Golding and Purse suggest that Gaussian process (GP) species distribution models (SDM) via Bayesian priors may be beneficial for ecologists that wish to incorporate prior knowledge of their system and retain the speed and accuracy of predictions granted by other models. Gaussian processes are able to fit complex (i.e. more statistical terms) statistical models, but typically require computationally extensive methods (e.g. Markov chain Monte Carlo methods). Consequently, the authors evaluate another method of incorporating GP SDMs by comparing its predictive ability and run time with other commonly used approaches in a dataset from the North American Breeding Bird Survey for both presence/absence and presence-only data. Models compared in their study include: a GP model, a generalized additive model (GAM), and a boosted regression tree model (BRT). Instead of fitting GP SDM models with MCMC, they evaluate the efficacy of a more efficient deterministic inference procedure called Laplace approximation and expectation propagation. Deterministic approximations are subject to error that may decrease accuracy of predictions, but the authors argue that even with these limitations GP models fitted with deterministic inference are a promising method for SDM analyses. They found that the predictive accuracy of GP SDMs fitted by Laplace approximation was higher than BRT, GAMs, and logistic regression for presence/absence data and higher than all compared models for presence-only data. Additionally, GP SDMs were just as fast as GAMs.
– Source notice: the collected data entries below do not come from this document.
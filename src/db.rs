use anyhow::{Context, Result, anyhow};
use rusqlite::{Connection, Error as SqlError, ErrorCode, Row, params};

use crate::models::{NewTip, TipRecord};

/// Local log of tips that went out.
pub struct Db {
    conn: Connection,
}

impl Db {
    pub fn open(path: &str) -> Result<Self> {
        let conn =
            Connection::open(path).with_context(|| format!("DBを開けませんでした: path={path}"))?;
        let db = Self { conn };
        db.init_schema()?;
        Ok(db)
    }

    fn init_schema(&self) -> Result<()> {
        self.conn.execute_batch(
            "
            CREATE TABLE IF NOT EXISTS tips (
                id INTEGER PRIMARY KEY AUTOINCREMENT,
                creator_id TEXT NOT NULL,
                creator_name TEXT NOT NULL,
                sender TEXT NOT NULL,
                recipient TEXT NOT NULL,
                amount TEXT NOT NULL,
                batch_id TEXT,
                created_at TEXT NOT NULL DEFAULT CURRENT_TIMESTAMP,
                UNIQUE (batch_id, creator_id)
            );
            ",
        )?;
        Ok(())
    }

    pub fn insert_tip(&self, tip: &NewTip) -> Result<i64> {
        insert_tip_row(&self.conn, tip)
    }

    /// All or nothing: a failing row rolls back the rows before it.
    pub fn insert_tips(&self, tips: &[NewTip]) -> Result<Vec<i64>> {
        let tx = self.conn.unchecked_transaction()?;
        let mut ids = Vec::with_capacity(tips.len());
        for tip in tips {
            ids.push(insert_tip_row(&tx, tip)?);
        }
        tx.commit()?;
        Ok(ids)
    }

    pub fn history_by_creator(&self, creator_id: &str) -> Result<Vec<TipRecord>> {
        let mut stmt = self.conn.prepare(
            "
            SELECT id, creator_id, creator_name, sender, recipient, amount, batch_id, created_at
            FROM tips
            WHERE creator_id = ?1
            ORDER BY id DESC
            ",
        )?;
        let rows = stmt.query_map(params![creator_id], read_tip)?;

        let mut tips = Vec::new();
        for row in rows {
            tips.push(row?);
        }
        Ok(tips)
    }

    pub fn recent_tips(&self, limit: u32) -> Result<Vec<TipRecord>> {
        let mut stmt = self.conn.prepare(
            "
            SELECT id, creator_id, creator_name, sender, recipient, amount, batch_id, created_at
            FROM tips
            ORDER BY id DESC
            LIMIT ?1
            ",
        )?;
        let rows = stmt.query_map(params![limit], read_tip)?;

        let mut tips = Vec::new();
        for row in rows {
            tips.push(row?);
        }
        Ok(tips)
    }
}

fn insert_tip_row(conn: &Connection, tip: &NewTip) -> Result<i64> {
    conn.execute(
        "
        INSERT INTO tips(creator_id, creator_name, sender, recipient, amount, batch_id)
        VALUES(?1, ?2, ?3, ?4, ?5, ?6)
        ",
        params![
            tip.creator_id,
            tip.creator_name,
            tip.sender.to_string(),
            tip.recipient.to_string(),
            tip.amount,
            tip.batch_id,
        ],
    )
    .map_err(map_unique_err)?;
    Ok(conn.last_insert_rowid())
}

fn read_tip(row: &Row<'_>) -> rusqlite::Result<TipRecord> {
    Ok(TipRecord {
        id: row.get(0)?,
        creator_id: row.get(1)?,
        creator_name: row.get(2)?,
        sender: row.get(3)?,
        recipient: row.get(4)?,
        amount: row.get(5)?,
        batch_id: row.get(6)?,
        created_at: row.get(7)?,
    })
}

fn map_unique_err(err: SqlError) -> anyhow::Error {
    match err {
        SqlError::SqliteFailure(code, _) if code.code == ErrorCode::ConstraintViolation => {
            anyhow!("一意制約違反: このバッチでは既に同じcreatorへのtipが記録されています")
        }
        other => anyhow!(other),
    }
}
For situations when data on species occurrence is sparse, such vector abundance and distribution, but distributions of hosts is better documented (e.g. cattle or humans) this method would allow integration of multiple types of prior information.

 

Golding, N. & Purse, B.V., 2016. Fast and flexible Bayesian species distribution modelling using Gaussian processes. Methods in Ecology and Evolution. doi: 10.1111/2041-210X.